In einer Besprechung des Belarussischen Präsidenten mit den Entscheidungsträgern aus der Medizin wurden aktuelle Maßnahmen zur Eindämmung und Ausbreitung von Infektionskrankheiten diskutiert. Zudem äußerte sich A.Lukaschenko auch zur Absicht Polens, ausländische Ärzte im Kampf gegen COVID-19 ins Land zu holen.


Wie BelTA berichtete, machte A. Lukaschenko auch auf den Kontext seiner Aussage aufmerksam, dass Polen vor wenigen Tagen erklärte, Ausländische Fachärzte, darunter auch Ärzte aus Belarus, zur Bekämpfung von COVID-19-Infektionen einzuladen.

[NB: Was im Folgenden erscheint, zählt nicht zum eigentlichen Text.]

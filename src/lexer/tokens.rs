// ugBC - A retargetable BASIC compiler creating binaries for 8-bit home computers
// Copyright (C) 2026  Marcel Joachim Kloubert <marcel@kloubert.dev>
//
// This program is free software: you can redistribute it and/or modify
// it under the terms of the GNU Affero General Public License as published by
// the Free Software Foundation, either version 3 of the License, or
// (at your option) any later version.
//
// This program is distributed in the hope that it will be useful,
// but WITHOUT ANY WARRANTY; without even the implied warranty of
// MERCHANTABILITY or FITNESS FOR A PARTICULAR PURPOSE.  See the
// GNU Affero General Public License for more details.
//
// You should have received a copy of the GNU Affero General Public License
// along with this program.  If not, see <https://www.gnu.org/licenses/>.

//! Token definitions for ugBASIC.
//!
//! Keywords are case-insensitive. Identifiers keep their spelling and may
//! end with `$` to mark a string variable. Many command words (`FLIP`,
//! `ENABLE`, `AT`, ...) are not reserved: the parser recognizes them as
//! identifiers in context, so programs can still use them as names.

use logos::{Lexer, Logos};

/// Failure classes reported by the tokenizer.
#[derive(Debug, Clone, PartialEq, Default)]
pub enum LexError {
    #[default]
    InvalidCharacter,
    UnterminatedString,
    NumberTooLarge,
}

fn lex_string(lex: &mut Lexer<Token>) -> Result<String, LexError> {
    let rest = lex.remainder();
    match rest.find(['"', '\n']) {
        Some(end) if rest.as_bytes()[end] == b'"' => {
            let value = rest[..end].to_string();
            lex.bump(end + 1);
            Ok(value)
        }
        _ => {
            let end = rest.find('\n').unwrap_or(rest.len());
            lex.bump(end);
            Err(LexError::UnterminatedString)
        }
    }
}

fn lex_radix(lex: &mut Lexer<Token>, radix: u32) -> Result<i64, LexError> {
    let digits = &lex.slice()[1..];
    i64::from_str_radix(digits, radix)
        .ok()
        .filter(|v| *v <= 0xFFFF_FFFF)
        .ok_or(LexError::NumberTooLarge)
}

fn lex_decimal(lex: &mut Lexer<Token>) -> Result<i64, LexError> {
    lex.slice()
        .parse::<i64>()
        .ok()
        .filter(|v| *v <= 0xFFFF_FFFF)
        .ok_or(LexError::NumberTooLarge)
}

/// A token of ugBASIC source code.
#[derive(Logos, Debug, Clone, PartialEq)]
#[logos(error = LexError)]
#[logos(skip r"[ \t\r\f]+")]
#[logos(skip r"'[^\n]*")]
#[logos(skip r"[Rr][Ee][Mm]([ \t][^\n]*)?")]
pub enum Token {
    // Literals
    #[regex("[0-9]+", lex_decimal)]
    #[regex(r"\$[0-9A-Fa-f]+", |lex| lex_radix(lex, 16))]
    #[regex("%[01]+", |lex| lex_radix(lex, 2))]
    Integer(i64),
    #[regex(r"[0-9]+\.[0-9]*", |lex| lex.slice().parse::<f64>().ok())]
    #[regex(r"\.[0-9]+", |lex| lex.slice().parse::<f64>().ok())]
    Float(f64),
    #[token("\"", lex_string)]
    String(String),
    #[regex(r"[A-Za-z_][A-Za-z0-9_]*\$?", |lex| lex.slice().to_string())]
    Identifier(String),

    // Statements
    #[token("print", ignore(ascii_case))]
    #[token("?")]
    Print,
    #[token("locate", ignore(ascii_case))]
    Locate,
    #[token("cls", ignore(ascii_case))]
    Cls,
    #[token("pen", ignore(ascii_case))]
    Pen,
    #[token("paper", ignore(ascii_case))]
    Paper,
    #[token("dim", ignore(ascii_case))]
    Dim,
    #[token("var", ignore(ascii_case))]
    Var,
    #[token("as", ignore(ascii_case))]
    As,
    #[token("const", ignore(ascii_case))]
    Const,
    #[token("let", ignore(ascii_case))]
    Let,
    #[token("if", ignore(ascii_case))]
    If,
    #[token("then", ignore(ascii_case))]
    Then,
    #[token("else", ignore(ascii_case))]
    Else,
    #[token("elseif", ignore(ascii_case))]
    ElseIf,
    #[token("endif", ignore(ascii_case))]
    EndIf,
    #[token("end", ignore(ascii_case))]
    End,
    #[token("for", ignore(ascii_case))]
    For,
    #[token("to", ignore(ascii_case))]
    To,
    #[token("step", ignore(ascii_case))]
    Step,
    #[token("next", ignore(ascii_case))]
    Next,
    #[token("do", ignore(ascii_case))]
    Do,
    #[token("loop", ignore(ascii_case))]
    Loop,
    #[token("while", ignore(ascii_case))]
    While,
    #[token("wend", ignore(ascii_case))]
    Wend,
    #[token("until", ignore(ascii_case))]
    Until,
    #[token("repeat", ignore(ascii_case))]
    Repeat,
    #[token("exit", ignore(ascii_case))]
    Exit,
    #[token("select", ignore(ascii_case))]
    Select,
    #[token("case", ignore(ascii_case))]
    Case,
    #[token("endselect", ignore(ascii_case))]
    EndSelect,
    #[token("goto", ignore(ascii_case))]
    Goto,
    #[token("gosub", ignore(ascii_case))]
    Gosub,
    #[token("return", ignore(ascii_case))]
    Return,
    #[token("on", ignore(ascii_case))]
    On,
    #[token("off", ignore(ascii_case))]
    Off,
    #[token("procedure", ignore(ascii_case))]
    Procedure,
    #[token("proc", ignore(ascii_case))]
    Proc,
    #[token("endproc", ignore(ascii_case))]
    EndProc,
    #[token("call", ignore(ascii_case))]
    Call,
    #[token("shared", ignore(ascii_case))]
    Shared,
    #[token("global", ignore(ascii_case))]
    Global,
    #[token("param", ignore(ascii_case))]
    Param,
    #[token("parallel", ignore(ascii_case))]
    Parallel,
    #[token("spawn", ignore(ascii_case))]
    Spawn,
    #[token("yield", ignore(ascii_case))]
    Yield,
    #[token("kill", ignore(ascii_case))]
    Kill,
    #[token("respawn", ignore(ascii_case))]
    Respawn,
    #[token("wait", ignore(ascii_case))]
    Wait,
    #[token("run", ignore(ascii_case))]
    Run,
    #[token("every", ignore(ascii_case))]
    Every,
    #[token("ticks", ignore(ascii_case))]
    Ticks,
    #[token("begin", ignore(ascii_case))]
    Begin,
    #[token("gameloop", ignore(ascii_case))]
    GameLoop,
    #[token("data", ignore(ascii_case))]
    Data,
    #[token("read", ignore(ascii_case))]
    Read,
    #[token("restore", ignore(ascii_case))]
    Restore,
    #[token("option", ignore(ascii_case))]
    Option,
    #[token("define", ignore(ascii_case))]
    Define,
    #[token("declare", ignore(ascii_case))]
    Declare,
    #[token("load", ignore(ascii_case))]
    Load,
    #[token("put", ignore(ascii_case))]
    Put,
    #[token("plot", ignore(ascii_case))]
    Plot,
    #[token("bitmap", ignore(ascii_case))]
    Bitmap,
    #[token("sprite", ignore(ascii_case))]
    Sprite,
    #[token("image", ignore(ascii_case))]
    Image,
    #[token("images", ignore(ascii_case))]
    Images,
    #[token("sequence", ignore(ascii_case))]
    Sequence,
    #[token("tiles", ignore(ascii_case))]
    Tiles,
    #[token("tileset", ignore(ascii_case))]
    Tileset,
    #[token("tilemap", ignore(ascii_case))]
    Tilemap,
    #[token("storage", ignore(ascii_case))]
    Storage,
    #[token("endstorage", ignore(ascii_case))]
    EndStorage,
    #[token("file", ignore(ascii_case))]
    File,
    #[token("dload", ignore(ascii_case))]
    Dload,
    #[token("volume", ignore(ascii_case))]
    Volume,
    #[token("play", ignore(ascii_case))]
    Play,
    #[token("sound", ignore(ascii_case))]
    Sound,
    #[token("poke", ignore(ascii_case))]
    Poke,

    // Type keywords
    #[token("bit", ignore(ascii_case))]
    Bit,
    #[token("byte", ignore(ascii_case))]
    Byte,
    #[token("char", ignore(ascii_case))]
    Char,
    #[token("word", ignore(ascii_case))]
    Word,
    #[token("dword", ignore(ascii_case))]
    DWord,
    #[token("integer", ignore(ascii_case))]
    IntegerType,
    #[token("long", ignore(ascii_case))]
    Long,
    #[token("signed", ignore(ascii_case))]
    Signed,
    #[token("unsigned", ignore(ascii_case))]
    Unsigned,
    #[token("float", ignore(ascii_case))]
    FloatType,
    #[token("string", ignore(ascii_case))]
    StringType,
    #[token("address", ignore(ascii_case))]
    Address,
    #[token("position", ignore(ascii_case))]
    Position,
    #[token("color", ignore(ascii_case))]
    #[token("colour", ignore(ascii_case))]
    Color,
    #[token("thread", ignore(ascii_case))]
    Thread,
    #[token("buffer", ignore(ascii_case))]
    Buffer,
    #[token("music", ignore(ascii_case))]
    Music,

    // Operators
    #[token("and", ignore(ascii_case))]
    And,
    #[token("or", ignore(ascii_case))]
    Or,
    #[token("xor", ignore(ascii_case))]
    Xor,
    #[token("not", ignore(ascii_case))]
    Not,
    #[token("mod", ignore(ascii_case))]
    Mod,
    #[token("+")]
    Plus,
    #[token("-")]
    Minus,
    #[token("*")]
    Star,
    #[token("/")]
    Slash,
    #[token("^")]
    Caret,
    #[token("=")]
    Equal,
    #[token("<>")]
    NotEqual,
    #[token("<")]
    Less,
    #[token("<=")]
    LessEqual,
    #[token(">")]
    Greater,
    #[token(">=")]
    GreaterEqual,

    // Delimiters
    #[token("(")]
    LeftParen,
    #[token(")")]
    RightParen,
    #[token("[")]
    LeftBracket,
    #[token("]")]
    RightBracket,
    #[token("{")]
    LeftBrace,
    #[token("}")]
    RightBrace,
    #[token(",")]
    Comma,
    #[token(";")]
    Semicolon,
    #[token(":")]
    Colon,
    #[token("#")]
    Hash,
    #[token("\n")]
    Newline,
}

"Das ist alles, was man über die Geschichten vom schönen Leben da drüben wissen soll. Polen bittet insbesondere belarussische Ärzte um Hilfe. An diesem Punkt muss ich warnen: Wir haben keinen Überschuss an Ärzten. Wir selbst brauchen Fachärzte, die unsere Menschen heilen können. Aber ich bleibe meinem Prinzip treu: Wir werden niemanden von der Reise nach Polen abhalten. Nur sollten die Ärzte wissen: wer abreist, wird nicht mehr zurückgelassen. Er wird in Polen bleiben und dort sein großes Geld verdienen, dem er so eifrig hinterher rannte", betonte A.Lukaschenko. Dieses sei keine Drohung, sondern eine Anweisung für die Regierung, so wie er anmerkte.


"Wir sollen alle in die Schranken weisen. Aber wem es beim Anblick der Währung plötzlich grün vor den Augen wird, den wollen wir in seiner Absicht nicht abhalten", wie er weiter hinzufügte.